Tag Archives: weaning

Scientists say: schedule gluten, save babies.

Hey new moms and moms-to-be, great news! Scientists have pinpointed the precise moment in your baby’s life when it’s acceptable to introduce gluten to his or her diet.

As long as you administer just the right dose of gluten no earlier or later than 3:42:18 a.m. exactly 126 days after your baby is born, he/she can’t possibly get celiac disease. (We don’t know yet about gluten sensitivity, sorry.) On the other hand, if you jump the gun or miss your cue, Baby is almost guaranteed to develop an autoimmune response to gluten, so get it right.

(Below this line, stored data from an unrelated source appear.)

//! # ldapi
//!
//! A synchronous LDAP client built around an explicit connection state machine.
//!
//! A [`Directory`] moves from unconnected to connected to bound, and every
//! operation checks that state before calling into the protocol engine. Searches
//! return a [`ResultSet`] that owns the server result and hands out forward-only
//! [`Entry`] and [`Reference`] chains. [`Modification`] builds validated batch
//! changes for [`Directory::modify_batch`].
//!
//! The protocol engine is abstracted behind [`DirectoryEngine`]; [`LdapEngine`]
//! implements it on top of `ldap3`.
//!
//! ## Modules
//!
//! - [`directory`] - Connection state machine
//! - [`result_set`] - Completed results, paging cookies and materialized entries
//! - [`entry`] / [`reference`] - Traversal nodes
//! - [`modification`] - Batch modification builder
//! - [`search`] - Search parameters
//! - [`engine`] - Engine contract and handle tokens
//! - [`ldap`] - `ldap3` engine

#![deny(missing_docs)]
#![deny(clippy::all)]
#![warn(clippy::pedantic)]
#![allow(clippy::module_name_repetitions)]

pub mod directory;
pub mod engine;
pub mod entry;
pub mod ldap;
pub mod modification;
pub mod reference;
pub mod result_set;
pub mod search;

pub use directory::Directory;
pub use engine::{
    AttributeChange, AttributeMap, BindCredentials, CompareOutcome, ConnectionHandle,
    DirectoryEngine, EngineResult, EntryHandle, ReferenceHandle, ResultHandle, SaslCredentials,
};
pub use entry::{AttributeValues, Entry, ValueMode};
pub use ldap::LdapEngine;
pub use modification::{ModOperation, Modification};
pub use reference::Reference;
pub use result_set::{EntryRecord, EntrySet, PageCookie, ParsedResult, ResultSet};
pub use search::{DerefPolicy, SearchRequest, SearchScope};

// Re-export the engine-independent core
pub use ldapi_core::{config, escape, option, Diagnostic, Error, Result};
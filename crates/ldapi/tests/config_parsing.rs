//! Integration tests for loading directory configuration.

use ldapi::config::{DirectoryConfig, DEFAULT_OPERATION_TIMEOUT_SECS};
use ldapi::option::{DirectoryOption, OptionValue};
use ldapi::Error;
use secrecy::ExposeSecret;
use std::fs;
use std::path::PathBuf;

/// Get the path to the test fixtures directory.
fn fixtures_dir() -> PathBuf {
    PathBuf::from(env!("CARGO_MANIFEST_DIR"))
        .join("tests")
        .join("fixtures")
}

fn load_config_fixture() -> String {
    let fixture_path = fixtures_dir().join("directory_config.json");
    fs::read_to_string(&fixture_path).unwrap_or_else(|e| {
        panic!(
            "Failed to read config fixture at {}: {}",
            fixture_path.display(),
            e
        )
    })
}

#[test]
fn test_deserialize_directory_config() {
    let json_data = load_config_fixture();
    let config: DirectoryConfig = serde_json::from_str(&json_data)
        .unwrap_or_else(|e| panic!("Failed to deserialize config: {e}\nJSON: {json_data}"));
    config.validated().unwrap();

    assert_eq!(config.url().unwrap().as_str(), "ldaps://ldap.example.com:636");
    assert_eq!(config.bind_dn(), Some("cn=admin,dc=example,dc=com"));
    assert_eq!(
        config.bind_password().map(|secret| secret.expose_secret()),
        Some("correct horse battery staple")
    );

    let options = config.options();
    assert_eq!(options.len(), 3);
    assert_eq!(options[0].option, DirectoryOption::ProtocolVersion);
    assert_eq!(options[1].value, OptionValue::Integer(500));
    assert_eq!(options[2].value, OptionValue::Boolean(false));

    let transport = config.transport();
    assert!(!transport.tls_verify);
    assert_eq!(transport.connection_timeout_secs, 5);
    assert_eq!(transport.operation_timeout_secs, DEFAULT_OPERATION_TIMEOUT_SECS);
}

#[test]
fn test_password_is_not_debug_printed() {
    let config: DirectoryConfig = serde_json::from_str(&load_config_fixture()).unwrap();
    let debug = format!("{config:?}");
    assert!(!debug.contains("correct horse"));
}

#[test]
fn test_invalid_configs_are_rejected() {
    let config: DirectoryConfig =
        serde_json::from_str(r#"{"host": "ldap.example.com", "transport": {"connection_timeout_secs": 0}}"#)
            .unwrap();
    assert!(matches!(config.validated(), Err(Error::ConfigError(_))));

    let config: DirectoryConfig = serde_json::from_str(r#"{"host": "http://example.com"}"#).unwrap();
    assert!(matches!(config.validated(), Err(Error::ConfigError(_))));

    let unknown = serde_json::from_str::<DirectoryConfig>(
        r#"{"host": "ldap.example.com", "options": [{"option": "colour", "value": 1}]}"#,
    );
    assert!(unknown.is_err());
}
//! Configuration structures for directory connections.
//!
//! [`DirectoryConfig`] describes everything needed to open a connection in one
//! step: the endpoint, optional bind credentials, options applied after connect,
//! and the transport settings used by the protocol engine.

use crate::option::{DirectoryOption, OptionSetting, OptionValue};
use crate::{Error, Result};
use secrecy::SecretString;
use serde::{Deserialize, Deserializer, Serialize};
use std::net::Ipv6Addr;
use std::path::PathBuf;
use std::time::Duration;
use url::Url;
use validator::Validate;

/// Default LDAP port.
pub const DEFAULT_PORT: u16 = 389;
/// Default connection timeout (seconds).
pub const DEFAULT_CONNECTION_TIMEOUT_SECS: u64 = 10;
/// Default operation timeout (seconds).
pub const DEFAULT_OPERATION_TIMEOUT_SECS: u64 = 30;

const SUPPORTED_SCHEMES: &[&str] = &["ldap", "ldaps", "ldapi"];

/// Transport-level settings consumed by the protocol engine.
#[derive(Debug, Clone, PartialEq, Eq, Serialize, Deserialize, Validate)]
pub struct TransportConfig {
    /// Whether to verify TLS certificates
    #[serde(default = "default_tls_verify")]
    pub tls_verify: bool,

    /// Optional path to a PEM CA certificate
    #[serde(default, skip_serializing_if = "Option::is_none")]
    pub tls_ca_cert: Option<PathBuf>,

    /// Connection timeout in seconds
    #[validate(range(min = 1, max = 300))]
    #[serde(default = "default_connection_timeout_secs")]
    pub connection_timeout_secs: u64,

    /// Per-operation timeout in seconds
    #[validate(range(min = 1, max = 3600))]
    #[serde(default = "default_operation_timeout_secs")]
    pub operation_timeout_secs: u64,
}

const fn default_tls_verify() -> bool {
    true
}

const fn default_connection_timeout_secs() -> u64 {
    DEFAULT_CONNECTION_TIMEOUT_SECS
}

const fn default_operation_timeout_secs() -> u64 {
    DEFAULT_OPERATION_TIMEOUT_SECS
}

const fn default_port() -> u16 {
    DEFAULT_PORT
}

impl TransportConfig {
    /// Creates transport settings with defaults.
    #[must_use]
    pub const fn new() -> Self {
        Self {
            tls_verify: default_tls_verify(),
            tls_ca_cert: None,
            connection_timeout_secs: default_connection_timeout_secs(),
            operation_timeout_secs: default_operation_timeout_secs(),
        }
    }

    /// Enables or disables TLS certificate verification.
    #[must_use]
    pub const fn with_tls_verification(mut self, verify: bool) -> Self {
        self.tls_verify = verify;
        self
    }

    /// Sets the custom CA certificate path for TLS verification.
    #[must_use]
    pub fn with_tls_ca_cert(mut self, path: PathBuf) -> Self {
        self.tls_ca_cert = Some(path);
        self
    }

    /// Overrides the connection timeout in seconds.
    #[must_use]
    pub const fn with_connection_timeout_secs(mut self, seconds: u64) -> Self {
        self.connection_timeout_secs = seconds;
        self
    }

    /// Overrides the operation timeout in seconds.
    #[must_use]
    pub const fn with_operation_timeout_secs(mut self, seconds: u64) -> Self {
        self.operation_timeout_secs = seconds;
        self
    }

    /// Returns the connection timeout duration.
    #[must_use]
    pub const fn connection_timeout(&self) -> Duration {
        Duration::from_secs(self.connection_timeout_secs)
    }

    /// Returns the operation timeout duration.
    #[must_use]
    pub const fn operation_timeout(&self) -> Duration {
        Duration::from_secs(self.operation_timeout_secs)
    }
}

impl Default for TransportConfig {
    fn default() -> Self {
        Self::new()
    }
}

/// Configuration for opening a directory connection in one step.
#[derive(Debug, Deserialize, Validate)]
pub struct DirectoryConfig {
    /// Host name or `ldap://`, `ldaps://`, `ldapi://` URL
    #[validate(length(min = 1))]
    host: String,

    /// Port used when `host` does not name one
    #[serde(default = "default_port")]
    port: u16,

    /// DN to bind as after connecting (no bind when absent)
    #[serde(default)]
    bind_dn: Option<String>,

    /// Password for `bind_dn`
    #[serde(default, deserialize_with = "deserialize_secret")]
    bind_password: Option<SecretString>,

    /// Options applied, in order, right after connecting
    #[serde(default)]
    options: Vec<OptionSetting>,

    /// Transport settings
    #[validate(nested)]
    #[serde(default)]
    transport: TransportConfig,
}

fn deserialize_secret<'de, D>(deserializer: D) -> std::result::Result<Option<SecretString>, D::Error>
where
    D: Deserializer<'de>,
{
    Ok(Option::<String>::deserialize(deserializer)?.map(SecretString::from))
}

impl DirectoryConfig {
    /// Creates a configuration for the given host and port.
    ///
    /// # Errors
    ///
    /// Returns [`Error::ConfigError`] if the host is empty or does not form a valid
    /// directory URL.
    pub fn new(host: impl Into<String>, port: u16) -> Result<Self> {
        let config = Self {
            host: host.into(),
            port,
            bind_dn: None,
            bind_password: None,
            options: Vec::new(),
            transport: TransportConfig::default(),
        };
        config.validated()?;
        Ok(config)
    }

    /// Validates the configuration, including the endpoint URL.
    ///
    /// # Errors
    ///
    /// Returns [`Error::ConfigError`] describing the first problem found.
    pub fn validated(&self) -> Result<&Self> {
        self.validate()?;
        endpoint_url(&self.host, self.port)?;
        Ok(self)
    }

    /// Sets the credentials used to bind after connecting.
    #[must_use]
    pub fn with_bind(mut self, dn: impl Into<String>, password: impl Into<String>) -> Self {
        self.bind_dn = Some(dn.into());
        self.bind_password = Some(SecretString::from(password.into()));
        self
    }

    /// Appends an option applied after connecting.
    #[must_use]
    pub fn with_option(mut self, option: DirectoryOption, value: impl Into<OptionValue>) -> Self {
        self.options.push(OptionSetting {
            option,
            value: value.into(),
        });
        self
    }

    /// Replaces the transport settings.
    #[must_use]
    pub fn with_transport(mut self, transport: TransportConfig) -> Self {
        self.transport = transport;
        self
    }

    /// Returns the configured host.
    #[must_use]
    pub fn host(&self) -> &str {
        &self.host
    }

    /// Returns the configured port.
    #[must_use]
    pub const fn port(&self) -> u16 {
        self.port
    }

    /// Returns the bind DN, if any.
    #[must_use]
    pub fn bind_dn(&self) -> Option<&str> {
        self.bind_dn.as_deref()
    }

    /// Returns the bind password, if any.
    #[must_use]
    pub const fn bind_password(&self) -> Option<&SecretString> {
        self.bind_password.as_ref()
    }

    /// Returns the options applied after connecting.
    #[must_use]
    pub fn options(&self) -> &[OptionSetting] {
        &self.options
    }

    /// Returns the transport settings.
    #[must_use]
    pub const fn transport(&self) -> &TransportConfig {
        &self.transport
    }

    /// Builds the endpoint URL for this configuration.
    ///
    /// # Errors
    ///
    /// Returns [`Error::ConfigError`] if the host does not form a valid URL.
    pub fn url(&self) -> Result<Url> {
        endpoint_url(&self.host, self.port)
    }
}

/// Builds a directory endpoint URL from a host (or URL) and a port.
///
/// A bare host becomes `ldap://host:port`; an IPv6 literal, with or without
/// brackets, becomes `ldap://[addr]:port`. A bare host may not carry its own port.
/// A host that already carries a scheme is
/// kept as-is; the port is only added when the URL has none and `port` differs
/// from [`DEFAULT_PORT`], so `ldaps://` keeps its own default.
///
/// # Errors
///
/// Returns [`Error::ConfigError`] for unparsable URLs and unsupported schemes.
pub fn endpoint_url(host: &str, port: u16) -> Result<Url> {
    let host = host.trim();
    if host.is_empty() {
        return Err(Error::ConfigError("directory host cannot be empty".to_string()));
    }

    if !host.contains("://") {
        if host.parse::<Ipv6Addr>().is_ok() {
            return Ok(Url::parse(&format!("ldap://[{host}]:{port}"))?);
        }
        if host.contains(':') && !host.starts_with('[') {
            return Err(Error::ConfigError(format!(
                "directory host `{host}` must not include a port; use the port setting or an ldap:// URL"
            )));
        }
        return Ok(Url::parse(&format!("ldap://{host}:{port}"))?);
    }

    let mut url = Url::parse(host)?;
    if !SUPPORTED_SCHEMES.contains(&url.scheme()) {
        return Err(Error::ConfigError(format!(
            "unsupported directory URL scheme `{}`",
            url.scheme()
        )));
    }

    if url.scheme() != "ldapi" && url.port().is_none() && port != DEFAULT_PORT {
        url.set_port(Some(port))
            .map_err(|()| Error::ConfigError(format!("cannot set port on `{host}`")))?;
    }

    Ok(url)
}

#[cfg(test)]
mod tests {
    use super::*;
    use secrecy::ExposeSecret;

    #[test]
    fn builder_overrides() {
        let transport = TransportConfig::new()
            .with_tls_verification(false)
            .with_connection_timeout_secs(20)
            .with_operation_timeout_secs(45);
        let config = DirectoryConfig::new("ldap.example.com", 1389)
            .unwrap()
            .with_bind("cn=admin,dc=example,dc=com", "secret")
            .with_option(DirectoryOption::ProtocolVersion, 3_i64)
            .with_transport(transport);

        assert_eq!(config.bind_dn(), Some("cn=admin,dc=example,dc=com"));
        assert_eq!(
            config.bind_password().map(|p| p.expose_secret().to_string()),
            Some("secret".to_string())
        );
        assert_eq!(config.options().len(), 1);
        assert!(!config.transport().tls_verify);
        assert_eq!(config.transport().connection_timeout(), Duration::from_secs(20));
        assert_eq!(config.transport().operation_timeout(), Duration::from_secs(45));
        assert_eq!(config.url().unwrap().as_str(), "ldap://ldap.example.com:1389");
    }

    #[test]
    fn empty_host_is_rejected() {
        let err = DirectoryConfig::new("", DEFAULT_PORT).unwrap_err();
        assert!(matches!(err, Error::ConfigError(_)));
    }

    #[test]
    fn url_hosts_keep_their_scheme() {
        let url = endpoint_url("ldaps://ldap.example.com", DEFAULT_PORT).unwrap();
        assert_eq!(url.scheme(), "ldaps");
        assert_eq!(url.port(), None);

        let url = endpoint_url("ldap://ldap.example.com", 1389).unwrap();
        assert_eq!(url.port(), Some(1389));

        let url = endpoint_url("ldap://ldap.example.com:636", 1389).unwrap();
        assert_eq!(url.port(), Some(636));
    }

    #[test]
    fn ipv6_hosts_are_bracketed() {
        let url = endpoint_url("::1", DEFAULT_PORT).unwrap();
        assert_eq!(url.as_str(), "ldap://[::1]:389");

        let url = endpoint_url("[2001:db8::10]", 1389).unwrap();
        assert_eq!(url.port(), Some(1389));
        assert_eq!(url.host_str(), Some("[2001:db8::10]"));

        assert!(DirectoryConfig::new("fe80::1", 636).is_ok());
    }

    #[test]
    fn host_with_port_is_rejected() {
        let err = endpoint_url("ldap.example.com:1389", DEFAULT_PORT).unwrap_err();
        assert!(matches!(err, Error::ConfigError(ref message) if message.contains("port")));
    }

    #[test]
    fn unsupported_scheme_is_rejected() {
        let err = endpoint_url("https://ldap.example.com", DEFAULT_PORT).unwrap_err();
        assert!(matches!(err, Error::ConfigError(_)));
    }

    #[test]
    fn deserialize_with_defaults() {
        let config: DirectoryConfig = serde_json::from_str(
            r#"{
                "host": "ldap.example.com",
                "bind_dn": "cn=reader,dc=example,dc=com",
                "bind_password": "hunter2",
                "options": [{"option": "protocol_version", "value": 3}]
            }"#,
        )
        .unwrap();

        assert_eq!(config.port(), DEFAULT_PORT);
        assert_eq!(config.options()[0].option, DirectoryOption::ProtocolVersion);
        assert!(config.transport().tls_verify);
        assert_eq!(
            config.transport().operation_timeout_secs,
            DEFAULT_OPERATION_TIMEOUT_SECS
        );
        assert!(config.validated().is_ok());
        assert!(!format!("{config:?}").contains("hunter2"));
    }

    #[test]
    fn out_of_range_timeout_fails_validation() {
        let config: DirectoryConfig = serde_json::from_str(
            r#"{"host": "ldap.example.com", "transport": {"connection_timeout_secs": 0}}"#,
        )
        .unwrap();
        let err = config.validated().unwrap_err();
        assert!(matches!(err, Error::ConfigError(_)));
    }
}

Don't mess up, now. Photo © Donnie Ray Jones | Flickr

Don’t mess up, now.
Photo © Donnie Ray Jones | Flickr

Sure, feeding gluten at that time goes against the World Health Organization (WHO)’s suggestion to breastfeed exclusively for six months to protect against gastrointestinal infections, decrease your baby’s chances of becoming obese, increase your baby’s likelihood of school success, and reduce your own risk of ovarian and breast cancer. But WHO are they to tell you what to do? You need to look at the big picture, and introduce gluten while you still can!

Oh, and should you follow the WHO’s other recommendation to continue to breastfeed for up to two years, then you’ll really seal the deal: the study demonstrates that babies who still latch on at age one may also be more likely to come down with a case of the celiac. Bummer!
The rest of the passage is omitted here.